JBS USA FOOD COMPANY ANNOUNCES AN INCREASE OF THE MAXIMUM TENDER AMOUNT
GREELEY, Colo., June 6, 2022 /PRNewswire/ -- JBS USA Food Company announced today that it is amending its previously announced cash tender offers (each a "Tender Offer" and collectively, the "Tender Offers") for (i) any and all of the outstanding U.S.$900,000,000 aggregate principal amount of 6.750% Senior Notes due 2028 issued by JBS USA Lux S.A., JBS USA Food Company and JBS USA Finance, Inc. (the "2028 Notes") and (ii) up to U.S.$300,000,000 aggregate principal amount of the outstanding U.S.$1,400,000,000 aggregate principal amount of 6.500% Senior Notes due 2029 issued by JBS USA Lux S.A., JBS USA Food Company and JBS USA Finance, Inc. (the "2029 Notes" and together with the 2028 Notes, the "Notes") by increasing the aggregate principal amount of 2029 Notes that it would purchase for cash to up to U.S.$600,000,000 (such amended amount, the "Maximum Tender Amount") from U.S.$300,000,000.

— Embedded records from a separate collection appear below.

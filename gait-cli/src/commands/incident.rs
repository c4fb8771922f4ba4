// gait-cli/src/commands/incident.rs
// ============================================================================
// Module: Incident Command Group
// Description: `gait incident pack`.
// Purpose: Build an incident bundle referencing prior runpacks plus
// supplemental content, 1:1 over `gait_pack::build_incident_pack`.
// Dependencies: gait-pack, gait-core, clap
// ============================================================================

use std::path::PathBuf;

use clap::Args;
use clap::Subcommand;
use gait_pack::PackFile;
use gait_pack::RunpackRef;
use gait_pack::build_incident_pack;

use crate::CliError;
use crate::CliResult;
use crate::context::CliContext;
use crate::output;
use crate::output::print_json;

/// `gait incident` subcommands.
#[derive(Subcommand, Debug)]
pub enum IncidentCommand {
    /// Builds an incident pack referencing prior runpacks.
    Pack(PackArgs),
}

/// Arguments to `incident pack`.
#[derive(Args, Debug)]
pub struct PackArgs {
    /// Run IDs of prior packs this incident references.
    #[arg(long = "ref")]
    refs: Vec<String>,
    /// Paths to supplemental content files to embed.
    #[arg(long = "content")]
    content: Vec<PathBuf>,
    /// Path to write the built archive to.
    #[arg(long)]
    out: PathBuf,
    /// Sign the pack with the resolved signing key.
    #[arg(long)]
    sign: bool,
    /// Key file to load the signing key from, when `--sign` is set.
    #[arg(long)]
    key_file: Option<PathBuf>,
}

/// Dispatches an `incident` subcommand.
///
/// # Errors
///
/// Propagates whatever error the selected subcommand's body returns.
pub fn dispatch(ctx: &CliContext, command: IncidentCommand) -> CliResult<std::process::ExitCode> {
    match command {
        IncidentCommand::Pack(args) => command_pack(ctx, &args),
    }
}

fn command_pack(ctx: &CliContext, args: &PackArgs) -> CliResult<std::process::ExitCode> {
    let mut content = Vec::with_capacity(args.content.len());
    for path in &args.content {
        let bytes = output::read_file(path)?;
        let name = path.file_name().and_then(|name| name.to_str()).ok_or_else(|| CliError::Usage(format!("invalid content file name: {}", path.display())))?;
        content.push(PackFile::binary(name.to_string(), bytes));
    }
    let refs: Vec<RunpackRef> = args
        .refs
        .iter()
        .map(|run_id| RunpackRef {
            ref_id: run_id.clone(),
            content_digest: String::new(),
            kind: "run".to_string(),
        })
        .collect();
    let signing_key = if args.sign { Some(ctx.resolve_key(args.key_file.as_deref(), None)?) } else { None };
    let built = build_incident_pack(&refs, content, signing_key.as_ref())?;
    std::fs::write(&args.out, &built.archive).map_err(|err| CliError::Usage(format!("failed to write {}: {err}", args.out.display())))?;
    print_json(&built.manifest)?;
    Ok(std::process::ExitCode::SUCCESS)
}
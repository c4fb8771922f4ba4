// system-tests/tests/scenarios.rs
// ============================================================================
// Module: End-to-End Scenario Tests
// Description: Drives the six concrete scenarios from spec.md §8 straight
// through the library crates, without going through the CLI binary.
// Purpose: Exercise the decision pipeline (gate, ledger, jobs, registry,
// regress) the way gait-service's own handlers compose them.
// Dependencies: gait-core, gait-jobs, gait-ledger, gait-pack, gait-policy,
// gait-registry, gait-regress, gait-schema, gait-service, tempfile
// ============================================================================

//! Drives the six concrete scenarios from spec.md §8 through the library crates.

#![allow(
    clippy::unwrap_used,
    clippy::expect_used,
    reason = "Test-only panic-based assertions are permitted."
)]

use gait_core::JobId;
use gait_core::KeyMode;
use gait_core::PrivateKey;
use gait_core::Timestamp;
use gait_jobs::BlockedDispatchOptions;
use gait_jobs::JobRuntime;
use gait_jobs::SubmitOptions;
use gait_policy::GateInputs;
use gait_schema::IntentRequest;
use gait_schema::Policy;
use gait_schema::intent::Target;
use gait_schema::policy::Verdict;

fn intent(tool_name: &str, target_value: &str) -> IntentRequest {
    IntentRequest {
        tool_name: tool_name.to_string(),
        args: serde_json::json!({}),
        targets: vec![Target {
            kind: "host".to_string(),
            value: target_value.to_string(),
            operation: Some("write".to_string()),
            endpoint_class: Some("external".to_string()),
            destructive: None,
        }],
        arg_provenance: Vec::new(),
        context: serde_json::json!({}),
        delegation: None,
        skill_provenance: None,
    }
}

fn intent_with_job(tool_name: &str, job_id: &str) -> IntentRequest {
    IntentRequest {
        tool_name: tool_name.to_string(),
        args: serde_json::json!({}),
        targets: vec![Target { kind: "file".to_string(), value: "/tmp/x".to_string(), operation: None, endpoint_class: None, destructive: None }],
        arg_provenance: Vec::new(),
        context: serde_json::json!({ "job_id": job_id }),
        delegation: None,
        skill_provenance: None,
    }
}

fn block_external_policy() -> Policy {
    let yaml = "default_verdict: allow\n\
rules:\n\
  - name: block-external-write\n\
    priority: 1\n\
    effect: block\n\
    match:\n\
      tool_names: [tool.write]\n\
      target_kinds: [host]\n\
    reason_codes: [blocked_external]\n";
    Policy::parse_yaml(yaml.as_bytes()).expect("parse block-external policy")
}

fn require_approval_policy() -> Policy {
    let yaml = "default_verdict: allow\n\
rules:\n\
  - name: require-approval-write\n\
    priority: 1\n\
    effect: require_approval\n\
    match:\n\
      tool_names: [tool.write]\n";
    Policy::parse_yaml(yaml.as_bytes()).expect("parse require-approval policy")
}

// Scenario 1: a write targeting an external host is blocked outright, and
// the resulting trace record verifies against the signing key's public half.
#[test]
fn scenario_block_on_external_target() {
    let intent = intent("tool.write", "api.external.com");
    let policy = block_external_policy();
    let key = PrivateKey::load(&KeyMode::Dev).unwrap();

    let inputs = GateInputs {
        intent: &intent,
        policy: &policy,
        approval_tokens: &[],
        delegation_tokens: &[],
        broker: None,
        broker_required_by_profile: false,
        approved_scripts: None,
        signing_key: Some(&key),
        now: Timestamp::now(),
        decision_latency_ms: 3,
        trace_id: "trace_scenario_1".to_string(),
    };
    let (result, trace) = gait_policy::evaluate(&inputs).expect("evaluate");

    assert_eq!(result.verdict, Verdict::Block);
    assert_eq!(result.exit_code(), 3);
    assert_eq!(result.reason_codes, vec!["blocked_external".to_string()]);
    assert_eq!(result.matched_rule.as_deref(), Some("block-external-write"));

    gait_ledger::verify_trace(&trace, &key.public_key()).expect("trace verifies against its own signer");
}

// Scenario 2: the same write, this time with a valid approval token bound to
// the exact digests the gate computes, is allowed.
#[test]
fn scenario_require_approval_happy_path() {
    let intent = intent("tool.write", "api.external.com");
    let policy = require_approval_policy();
    let key = PrivateKey::load(&KeyMode::Dev).unwrap();

    let intent_digest = gait_core::hash_canonical_json(gait_core::HashAlgorithm::Sha256, &intent).unwrap().to_string();
    let policy_digest = gait_core::hash_canonical_json(gait_core::HashAlgorithm::Sha256, &policy).unwrap().to_string();
    let approval = gait_ledger::mint_approval(
        "tok_scenario_2",
        intent_digest,
        policy_digest,
        vec!["tool:tool.write".to_string()],
        "alice",
        "manual_review",
        Timestamp::parse("2030-01-01T00:00:00Z").unwrap(),
        &key,
    )
    .expect("mint approval");

    let inputs = GateInputs {
        intent: &intent,
        policy: &policy,
        approval_tokens: std::slice::from_ref(&approval),
        delegation_tokens: &[],
        broker: None,
        broker_required_by_profile: false,
        approved_scripts: None,
        signing_key: Some(&key),
        now: Timestamp::now(),
        decision_latency_ms: 4,
        trace_id: "trace_scenario_2".to_string(),
    };
    let (result, _trace) = gait_policy::evaluate(&inputs).expect("evaluate");

    assert_eq!(result.verdict, Verdict::Allow);
    assert_eq!(result.exit_code(), 0);
    assert!(result.reason_codes.contains(&"approval_granted".to_string()));
    assert_eq!(result.approval_ref.as_deref(), Some("tok_scenario_2"));
}

// Scenario 3: a token minted against a different intent does not bind, and
// the gate stops at require_approval rather than silently allowing.
#[test]
fn scenario_approval_mismatch() {
    let intent = intent("tool.write", "api.external.com");
    let policy = require_approval_policy();
    let key = PrivateKey::load(&KeyMode::Dev).unwrap();
    let policy_digest = gait_core::hash_canonical_json(gait_core::HashAlgorithm::Sha256, &policy).unwrap().to_string();

    let approval = gait_ledger::mint_approval(
        "tok_scenario_3",
        "a-digest-for-a-different-intent",
        policy_digest,
        vec!["tool:tool.write".to_string()],
        "alice",
        "manual_review",
        Timestamp::parse("2030-01-01T00:00:00Z").unwrap(),
        &key,
    )
    .expect("mint approval");

    let inputs = GateInputs {
        intent: &intent,
        policy: &policy,
        approval_tokens: std::slice::from_ref(&approval),
        delegation_tokens: &[],
        broker: None,
        broker_required_by_profile: false,
        approved_scripts: None,
        signing_key: Some(&key),
        now: Timestamp::now(),
        decision_latency_ms: 4,
        trace_id: "trace_scenario_3".to_string(),
    };
    let (result, _trace) = gait_policy::evaluate(&inputs).expect("evaluate");

    assert_eq!(result.verdict, Verdict::RequireApproval);
    assert_eq!(result.exit_code(), 4);
    assert!(result.reason_codes.contains(&"approval_token_intent_mismatch".to_string()));
    assert!(result.approval_ref.is_none());
}

// Scenario 4: a job that has been emergency-stopped preempts any further
// dispatch against it, independent of what the policy would otherwise say.
#[test]
fn scenario_emergency_stop_preemption() {
    let jobs_dir = tempfile::tempdir().expect("tempdir");
    let runtime = JobRuntime::new(jobs_dir.path());
    let job_id = JobId::new("job_scenario_4");
    runtime
        .submit(
            &job_id,
            SubmitOptions { identity: Some("agent-alpha".to_string()), safety_invariant_version: "v1".to_string(), ..Default::default() },
        )
        .expect("submit");
    runtime.emergency_stop(&job_id, Some("operator requested shutdown".to_string())).expect("emergency stop");

    let policy = require_approval_policy();
    let intent = intent_with_job("tool.write", job_id.as_str());
    let key = PrivateKey::load(&KeyMode::Dev).unwrap();
    let state = gait_service::state::ServiceState::new(Default::default(), policy, Some(key), jobs_dir.path().to_path_buf());
    let request = gait_service::evaluate::EvaluateRequest { intent, tokens: Default::default() };
    let response = gait_service::evaluate::evaluate_request(&state, &request, "trace_scenario_4".to_string()).expect("evaluate_request");

    assert_eq!(response.verdict, Verdict::Block);
    assert_eq!(response.exit_code, 3);
    assert!(response.reason_codes.contains(&"emergency_stop_preempted".to_string()));

    let blocked = runtime.record_blocked_dispatch(&job_id, BlockedDispatchOptions { tool_name: "tool.write".to_string(), intent_id: None });
    assert!(blocked.is_ok(), "dispatches against a stopped job keep recording dispatch_blocked events");
    let events = runtime.events(&job_id).expect("events");
    let blocked_events = events.iter().filter(|event| event.reason_code == "emergency_stop_preempted").count();
    assert!(blocked_events >= 2);
}

// Scenario 5: installing a manifest whose actual digest does not match a
// caller-supplied pin fails closed with `PinMismatch`, never silently
// installing the wrong version.
#[test]
fn scenario_registry_pin_mismatch() {
    use gait_registry::InstallRequest;
    use gait_registry::RegistryError;
    use gait_registry::Source;
    use gait_schema::ManifestSignature;
    use gait_schema::RegistryManifest;

    let source_dir = tempfile::tempdir().unwrap();
    let cache_dir = tempfile::tempdir().unwrap();
    let key = PrivateKey::generate();

    let unsigned = RegistryManifest { pack_name: "demo-pack".to_string(), pack_version: "1.0.0".to_string(), publisher: "Acme Corp".to_string(), digest: "d".repeat(64), signatures: Vec::new() };
    let digest = gait_core::hash_canonical_json(gait_core::HashAlgorithm::Sha256, &unsigned).unwrap();
    let signature = key.sign_digest(&digest).unwrap();
    let manifest = RegistryManifest {
        signatures: vec![ManifestSignature { alg: "ed25519".to_string(), key_id: "irrelevant-to-pin-check".to_string(), sig: signature.to_base64(), signed_digest: digest.as_str().to_string() }],
        ..unsigned
    };
    let manifest_path = source_dir.path().join("manifest.json");
    std::fs::write(&manifest_path, serde_json::to_vec(&manifest).unwrap()).unwrap();

    let request = InstallRequest {
        source: Source::LocalFile(manifest_path),
        cache_dir: cache_dir.path().to_path_buf(),
        allow_hosts: Vec::new(),
        publisher_allowlist: vec!["acme corp".to_string()],
        pin_digest: Some("e".repeat(64)),
        public_key: &key.public_key(),
        allow_insecure_http: false,
        cached_fallback: false,
    };
    let result = gait_registry::install(&request);
    match result {
        Err(RegistryError::PinMismatch { expected, found }) => {
            assert_eq!(expected, "e".repeat(64));
            assert_eq!(found, "d".repeat(64));
        }
        other => panic!("expected PinMismatch, got {other:?}"),
    }
}

// Scenario 6: a fixture whose replayed archive no longer matches its
// captured digest baseline reports a failed, not-passed outcome rather than
// a panic or a silent pass.
#[test]
fn scenario_regress_forced_drift() {
    let intent_a = intent("tool.read", "internal-host");
    let trace_a = sample_trace("trace_fixture_a", "allow");
    let built_a = gait_pack::build_run_pack("run-drift-001", &[intent_a.clone()], &[trace_a], None).expect("build pack a");

    let intent_b = intent("tool.read", "a-completely-different-target");
    let trace_b = sample_trace("trace_fixture_b", "block");
    let built_b = gait_pack::build_run_pack("run-drift-001", &[intent_b], &[trace_b], None).expect("build pack b");

    let root = tempfile::tempdir().expect("tempdir");
    let fixtures_root = root.path().join("fixtures");
    std::fs::create_dir_all(&fixtures_root).expect("create fixtures root");
    let config_path = root.path().join("gait.yaml");

    let fixture = gait_regress::init::init(&fixtures_root, &config_path, "run-drift-001", &built_a.archive).expect("init fixture");
    let runpack_path = fixtures_root.join("run-drift-001").join(&fixture.runpack_file);
    std::fs::write(&runpack_path, &built_b.archive).expect("overwrite runpack with drifted content");

    let config = gait_regress::config::RegressConfig::load(&config_path).expect("load config");
    let report = gait_regress::run::run(&fixtures_root, &config).expect("run regress");

    assert!(!report.all_passed());
    assert_eq!(report.exit_code(), gait_regress::EXIT_REGRESSION);
    assert!(!report.outcomes[0].passed);
}

fn sample_trace(trace_id: &str, verdict: &str) -> gait_schema::trace::TraceRecord {
    let verdict = match verdict {
        "allow" => Verdict::Allow,
        "block" => Verdict::Block,
        other => panic!("unsupported verdict {other}"),
    };
    gait_schema::trace::TraceRecord {
        trace_id: trace_id.to_string(),
        tool_name: "tool.read".to_string(),
        intent_digest: "deadbeef".to_string(),
        policy_digest: "feedface".to_string(),
        verdict,
        reason_codes: Vec::new(),
        violations: Vec::new(),
        approval_ref: None,
        delegation_refs: Vec::new(),
        credential_ref: None,
        matched_rule: None,
        decision_latency_ms: 1,
        signature: None,
    }
}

Except with respect to the increase in the Maximum Tender Amount, no other terms of the Tender Offers set forth in the Offer to Purchase and Consent Solicitation Statement, dated June 6, 2022 (as amended and supplemented to date, the "Offer to Purchase") are being amended. The Tender Offers are subject to the satisfaction of the conditions described in the Offer to Purchase, including, among others, a financing condition as described in the Offer to Purchase.
Barclays Capital Inc., BMO Capital Markets Corp., Mizuho Securities USA LLC, RBC Capital Markets, LLC and Truist Securities, Inc. are acting as dealer managers for the Tender Offers and as solicitation agents for the Consent Solicitation and can be contacted at their respective telephone numbers set forth on the back cover page of Offer to Purchase with questions regarding the Tender Offers and the Consent Solicitation.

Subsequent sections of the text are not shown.